As a Unix administrator, I have now been using the shell environment professionally for over five years. Bash is my shell of choice and I use it to do everything from processing various system logs, to running assorted backups, to creating system monitors, to wrapping more complex commands into usable interfaces, to transforming data into more usable formats. To get to that point, I spent a lot of time reading books like Learning the Bash Shell, hanging out on the shell scripting forums at Unix.com and reading various sysadmin blogs. All that is to say that I think I have a good grasp of the Unix/Linux command line in general and the bash shell in particular.
Recently, I had the opportunity to read the Bash Cookbook. Of all the technical books that I read for personal and professional gain, I prefer the formats of both O'Reilly's Hacks series and its Cookbooks for how they cover common problems and solutions in various technical subjects. I find them easy to digest, as both formats generally break large technical topics into bite sized chunks that present problems and solutions in very thorough, but approachable, ways. I find myself flying though these books. After reading a couple of pages that cover a single hack or recipe, I generally feel like I have learned something versus having to slog through twenty or so chapter pages in a typical tech book.
Thankfully, The Bash Cookbook stands up with its predecessors. The authors, Carl Albing, JP Vossen and Cameron Newham (also an author of the aforementioned Learning the Bash Shell) have backgrounds ranging from general technologists and authors to software developers for the Cray supercomputer company. This multifaceted experience set serves them well as they tackle various bash scripting topics from the mundane to the puzzling to the downright arcane. All of this is done with an approachable style and format that first identifies a problem, then offers a generalized solution, and finally follows up with a detailed discussion of the problem and solutions. This approach helps identify both the reasoning behind their solutions and the corner cases that will either further inform your own implementations or warn you that here be dragons.
The Bash Cookbook is divided into nineteen chapters and five appendixes, a few of which (most notably "Appendix D: Revision Control") could have served as full-on chapters by themselves. Topics include getting started with bash on various platforms (chapter 1); dealing with the intricacies of standard input and output redirection (chapters 2 and 3); job control (chapter 4); shell variables and arithmetic (chapters 5 and 6); finding and manipulating data (chapters 7, 8, and 9); working with functions and trapping conditions (chapter 10); manipulating dates and time (chapter 11); wrapping complex tasks (chapter 12); parsing files (chapter 13); writing scripts securely (chapter 14) ; bash corner cashes (chapter 15); customizing the bash environment (chapter 16); common system administration tasks (chapter 17); bash tips to be more productive (chapter 18); and, finally, common traps and workarounds for novice bash scripters (chapter 19). As you can see, there is a wealth of information to be had between the covers of this book.
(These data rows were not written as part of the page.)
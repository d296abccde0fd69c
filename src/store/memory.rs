//! In-memory repositories.

use std::collections::{BTreeMap, HashMap};

use async_trait::async_trait;
use chrono::NaiveDate;
use tokio::sync::RwLock;

use crate::auth::{NewUser, User};
use crate::domain::aggregates::{Category, NewCategory, NewProduct, Order, Product, ProductChanges, ProductFilter, ProductOrder, Wishlist};
use crate::domain::value_objects::Slug;
use crate::domain::{CategoryId, OrderId, ProductId, UserId, WishlistId};
use crate::store::{CategoryRepository, OrderRepository, ProductRepository, SessionRepository, UserRepository, WishlistRepository};
use crate::{Result, ShopError};

#[derive(Default)]
struct Tables {
    next_id: i64,
    users: BTreeMap<UserId, User>,
    sessions: HashMap<String, UserId>,
    categories: BTreeMap<CategoryId, Category>,
    products: BTreeMap<ProductId, Product>,
    wishlists: BTreeMap<WishlistId, Wishlist>,
    orders: BTreeMap<OrderId, Order>,
}

impl Tables {
    fn allocate_id(&mut self) -> i64 {
        self.next_id += 1;
        self.next_id
    }

    fn delete_product(&mut self, id: ProductId) -> bool {
        if self.products.remove(&id).is_none() { return false; }
        for wishlist in self.wishlists.values_mut() { wishlist.purge_product(id); }
        for order in self.orders.values_mut() { order.purge_product(id); }
        true
    }

    /// Lines must not bring back a product deleted after the container was read.
    fn require_products(&self, mut ids: impl Iterator<Item = ProductId>) -> Result<()> {
        if ids.all(|id| self.products.contains_key(&id)) { Ok(()) } else { Err(ShopError::NotFound("product")) }
    }
}

/// Single shared set of tables behind one lock, so every repository call is atomic.
#[derive(Default)]
pub struct MemoryStore {
    tables: RwLock<Tables>,
}

impl MemoryStore {
    pub fn new() -> Self { Self::default() }
}

#[async_trait]
impl UserRepository for MemoryStore {
    async fn create(&self, user: NewUser) -> Result<User> {
        let mut t = self.tables.write().await;
        if t.users.values().any(|u| u.username == user.username) {
            return Err(ShopError::Conflict(format!("user '{}' already exists", user.username)));
        }
        let id = t.allocate_id();
        let user = User { id, username: user.username, password_hash: user.password_hash, is_superuser: user.is_superuser, groups: user.groups };
        t.users.insert(id, user.clone());
        Ok(user)
    }

    async fn find_by_id(&self, id: UserId) -> Result<Option<User>> {
        Ok(self.tables.read().await.users.get(&id).cloned())
    }

    async fn find_by_username(&self, username: &str) -> Result<Option<User>> {
        Ok(self.tables.read().await.users.values().find(|u| u.username == username).cloned())
    }

    async fn list(&self) -> Result<Vec<User>> {
        Ok(self.tables.read().await.users.values().cloned().collect())
    }
}

#[async_trait]
impl SessionRepository for MemoryStore {
    async fn create(&self, token: &str, user_id: UserId) -> Result<()> {
        self.tables.write().await.sessions.insert(token.to_string(), user_id);
        Ok(())
    }

    async fn find_user(&self, token: &str) -> Result<Option<UserId>> {
        Ok(self.tables.read().await.sessions.get(token).copied())
    }

    async fn delete(&self, token: &str) -> Result<()> {
        self.tables.write().await.sessions.remove(token);
        Ok(())
    }
}

#[async_trait]
impl CategoryRepository for MemoryStore {
    async fn create(&self, category: NewCategory) -> Result<Category> {
        let mut t = self.tables.write().await;
        if t.categories.values().any(|c| c.slug == category.slug) {
            return Err(ShopError::Conflict(format!("category slug '{}' already exists", category.slug)));
        }
        let id = t.allocate_id();
        let category = Category { id, title: category.title, slug: category.slug };
        t.categories.insert(id, category.clone());
        Ok(category)
    }

    async fn list(&self) -> Result<Vec<Category>> {
        Ok(self.tables.read().await.categories.values().cloned().collect())
    }

    async fn find_by_id(&self, id: CategoryId) -> Result<Option<Category>> {
        Ok(self.tables.read().await.categories.get(&id).cloned())
    }

    async fn find_by_slug(&self, slug: &Slug) -> Result<Option<Category>> {
        Ok(self.tables.read().await.categories.values().find(|c| &c.slug == slug).cloned())
    }

    async fn delete(&self, slug: &Slug) -> Result<bool> {
        let mut t = self.tables.write().await;
        let Some(id) = t.categories.values().find(|c| &c.slug == slug).map(|c| c.id) else {
            return Ok(false);
        };
        t.categories.remove(&id);
        let orphans: Vec<ProductId> = t.products.values().filter(|p| p.category_id == id).map(|p| p.id).collect();
        for product_id in orphans { t.delete_product(product_id); }
        Ok(true)
    }
}

#[async_trait]
impl ProductRepository for MemoryStore {
    async fn create(&self, product: NewProduct) -> Result<Product> {
        let mut t = self.tables.write().await;
        if !t.categories.contains_key(&product.category_id) {
            return Err(ShopError::NotFound("category"));
        }
        if t.products.values().any(|p| p.slug == product.slug) {
            return Err(ShopError::Conflict(format!("product slug '{}' already exists", product.slug)));
        }
        let id = t.allocate_id();
        let product = Product {
            id,
            title: product.title,
            slug: product.slug,
            price: product.price,
            description: product.description,
            image: product.image,
            category_id: product.category_id,
        };
        t.products.insert(id, product.clone());
        Ok(product)
    }

    async fn find_by_id(&self, id: ProductId) -> Result<Option<Product>> {
        Ok(self.tables.read().await.products.get(&id).cloned())
    }

    async fn find_by_slug(&self, slug: &Slug) -> Result<Option<Product>> {
        Ok(self.tables.read().await.products.values().find(|p| &p.slug == slug).cloned())
    }

    async fn list(&self, filter: &ProductFilter) -> Result<Vec<Product>> {
        let t = self.tables.read().await;
        let mut products: Vec<Product> = t.products.values().filter(|p| filter.matches(p)).cloned().collect();
        match filter.order {
            ProductOrder::Id => {}
            ProductOrder::PriceAscending => products.sort_by(|a, b| a.price.cmp(&b.price).then(a.id.cmp(&b.id))),
            ProductOrder::PriceDescending => products.sort_by(|a, b| b.price.cmp(&a.price).then(a.id.cmp(&b.id))),
        }
        Ok(products)
    }

    async fn update(&self, id: ProductId, changes: ProductChanges) -> Result<Option<Product>> {
        let mut t = self.tables.write().await;
        if !t.categories.contains_key(&changes.category_id) {
            return Err(ShopError::NotFound("category"));
        }
        let Some(product) = t.products.get_mut(&id) else { return Ok(None) };
        product.apply(changes);
        Ok(Some(product.clone()))
    }

    async fn delete(&self, id: ProductId) -> Result<bool> {
        Ok(self.tables.write().await.delete_product(id))
    }
}

#[async_trait]
impl WishlistRepository for MemoryStore {
    async fn find_by_user(&self, user_id: UserId) -> Result<Option<Wishlist>> {
        Ok(self.tables.read().await.wishlists.values().find(|w| w.user_id() == user_id).cloned())
    }

    async fn create(&self, user_id: UserId) -> Result<Wishlist> {
        let mut t = self.tables.write().await;
        if t.wishlists.values().any(|w| w.user_id() == user_id) {
            return Err(ShopError::Conflict(format!("user {user_id} already has a wishlist")));
        }
        let id = t.allocate_id();
        let wishlist = Wishlist::new(id, user_id);
        t.wishlists.insert(id, wishlist.clone());
        Ok(wishlist)
    }

    async fn save(&self, wishlist: &Wishlist) -> Result<()> {
        let mut t = self.tables.write().await;
        t.require_products(wishlist.items().iter().map(|i| i.product_id))?;
        let stored = t.wishlists.get_mut(&wishlist.id()).ok_or(ShopError::NotFound("wishlist"))?;
        *stored = wishlist.clone();
        Ok(())
    }
}

#[async_trait]
impl OrderRepository for MemoryStore {
    async fn find_by_id(&self, id: OrderId) -> Result<Option<Order>> {
        Ok(self.tables.read().await.orders.get(&id).cloned())
    }

    async fn find_open(&self, user_id: UserId) -> Result<Option<Order>> {
        Ok(self.tables.read().await.orders.values().find(|o| o.user_id() == user_id && o.is_open()).cloned())
    }

    async fn create_open(&self, user_id: UserId, date: NaiveDate) -> Result<Order> {
        let mut t = self.tables.write().await;
        if t.orders.values().any(|o| o.user_id() == user_id && o.is_open()) {
            return Err(ShopError::Conflict(format!("user {user_id} already has an open order")));
        }
        let id = t.allocate_id();
        let order = Order::open(id, user_id, date);
        t.orders.insert(id, order.clone());
        Ok(order)
    }

    async fn list(&self) -> Result<Vec<Order>> {
        Ok(self.tables.read().await.orders.values().cloned().collect())
    }

    async fn save(&self, order: &Order) -> Result<()> {
        let mut t = self.tables.write().await;
        t.require_products(order.items().iter().map(|i| i.product_id))?;
        let stored = t.orders.get_mut(&order.id()).ok_or(ShopError::NotFound("order"))?;
        if stored.status() != order.stored_status() {
            return Err(ShopError::Conflict(format!("order {} is {} by now", order.id(), stored.status())));
        }
        let mut saved = order.clone();
        saved.mark_stored();
        *stored = saved;
        Ok(())
    }
}

#[cfg(test)]
mod tests {
    use super::*;
    use crate::domain::value_objects::{Count, Price};
    use crate::store::Repositories;
    use rust_decimal::Decimal;

    fn price(units: i64) -> Price { Price::new(Decimal::from(units)).unwrap() }

    async fn seed(repos: &Repositories) -> (Category, Product) {
        let category = repos.categories.create(NewCategory::from_title("Phones").unwrap()).await.unwrap();
        let product = repos
            .products
            .create(NewProduct::new("IPhone", category.id, "A very expensive phone", price(120_000), "").unwrap())
            .await
            .unwrap();
        (category, product)
    }

    #[tokio::test]
    async fn test_duplicate_slugs_conflict() {
        let repos = Repositories::memory();
        let (category, _) = seed(&repos).await;
        let err = repos.categories.create(NewCategory::from_title("phones").unwrap()).await.unwrap_err();
        assert!(matches!(err, ShopError::Conflict(_)));
        let err = repos
            .products
            .create(NewProduct::new("iphone", category.id, "again", price(1), "").unwrap())
            .await
            .unwrap_err();
        assert!(matches!(err, ShopError::Conflict(_)));
    }

    #[tokio::test]
    async fn test_category_delete_cascades_to_products_and_lines() {
        let repos = Repositories::memory();
        let (category, product) = seed(&repos).await;
        let mut order = repos.orders.create_open(1, NaiveDate::from_ymd_opt(2025, 5, 17).unwrap()).await.unwrap();
        order.add(product.id, product.price, Count::ONE).unwrap();
        repos.orders.save(&order).await.unwrap();

        assert!(repos.categories.delete(&category.slug).await.unwrap());
        assert!(repos.products.find_by_id(product.id).await.unwrap().is_none());
        let order = repos.orders.find_by_id(order.id()).await.unwrap().unwrap();
        assert!(order.items().is_empty());
        assert_eq!(order.total(), Decimal::ZERO);
        assert!(!repos.categories.delete(&category.slug).await.unwrap());
    }

    #[tokio::test]
    async fn test_price_ordering() {
        let repos = Repositories::memory();
        let (category, _) = seed(&repos).await;
        repos.products.create(NewProduct::new("Case", category.id, "Plastic", price(500), "").unwrap()).await.unwrap();
        let desc = repos.products.list(&ProductFilter { order: ProductOrder::PriceDescending, ..Default::default() }).await.unwrap();
        assert_eq!(desc.iter().map(|p| p.title.as_str()).collect::<Vec<_>>(), ["IPhone", "Case"]);
        let asc = repos.products.list(&ProductFilter { order: ProductOrder::PriceAscending, ..Default::default() }).await.unwrap();
        assert_eq!(asc[0].title, "Case");
    }

    #[tokio::test]
    async fn test_single_open_order_per_user() {
        let repos = Repositories::memory();
        let date = NaiveDate::from_ymd_opt(2025, 5, 17).unwrap();
        let mut order = repos.orders.create_open(7, date).await.unwrap();
        assert!(matches!(repos.orders.create_open(7, date).await, Err(ShopError::Conflict(_))));
        order.set_status(crate::domain::aggregates::OrderStatus::Paid).unwrap();
        repos.orders.save(&order).await.unwrap();
        assert!(repos.orders.find_open(7).await.unwrap().is_none());
        assert!(repos.orders.create_open(7, date).await.is_ok());
    }

    #[tokio::test]
    async fn test_stale_order_cannot_overwrite_status() {
        use crate::domain::aggregates::OrderStatus;
        let repos = Repositories::memory();
        let (_, product) = seed(&repos).await;
        let order = repos.orders.create_open(1, NaiveDate::from_ymd_opt(2025, 5, 17).unwrap()).await.unwrap();

        let mut stale = order.clone();
        let mut paid = repos.orders.find_by_id(order.id()).await.unwrap().unwrap();
        paid.set_status(OrderStatus::Paid).unwrap();
        repos.orders.save(&paid).await.unwrap();

        stale.add(product.id, product.price, Count::ONE).unwrap();
        assert!(matches!(repos.orders.save(&stale).await, Err(ShopError::Conflict(_))));
        let stored = repos.orders.find_by_id(order.id()).await.unwrap().unwrap();
        assert_eq!(stored.status(), OrderStatus::Paid);
        assert!(stored.items().is_empty());

        let mut delivered = stored;
        delivered.set_status(OrderStatus::Delivered).unwrap();
        repos.orders.save(&delivered).await.unwrap();
    }

    #[tokio::test]
    async fn test_lines_of_deleted_product_are_not_saved_back() {
        let repos = Repositories::memory();
        let (_, product) = seed(&repos).await;
        let mut order = repos.orders.create_open(1, NaiveDate::from_ymd_opt(2025, 5, 17).unwrap()).await.unwrap();
        let mut wishlist = repos.wishlists.create(1).await.unwrap();
        order.add(product.id, product.price, Count::ONE).unwrap();
        wishlist.add(product.id, Count::ONE);

        assert!(repos.products.delete(product.id).await.unwrap());
        assert!(matches!(repos.orders.save(&order).await, Err(ShopError::NotFound("product"))));
        assert!(matches!(repos.wishlists.save(&wishlist).await, Err(ShopError::NotFound("product"))));
        assert!(repos.orders.find_by_id(order.id()).await.unwrap().unwrap().items().is_empty());
        assert!(repos.wishlists.find_by_user(1).await.unwrap().unwrap().is_empty());
    }
}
I found useful information from the beginning chapters (which are often throw away generalized instructions for getting up to speed in most tech books) all the way to the appendices themselves. Some standout recipes from the book include:
The writing in the Cookbook is clear and to the point and incredibly consistent given that it was written by three writers. This is either a testament to the writing team and their ability to assimilate each other's styles or to O'Reilly's editorial staff's ability to tie the whole thing together (or, I assume, both). I particularly enjoyed the in depth discussion that many recipes received. It had the feel of looking over the shoulder of a veteran Unix admin and having the chance to pick his brain about why he was making the choices he was and why he was going about his business in a particular way. That is the book's greatest strength. As someone who has had to pick up Unix and Linux skills largely on his own, I found this approach invaluable. If you aren't surrounded by a Unix culture, it can be hard to pick up some of the more useful, but more complex, tricks of the trade. Think of The Bash Cookbook as your grey beard Unix hacker mentor on a shelf.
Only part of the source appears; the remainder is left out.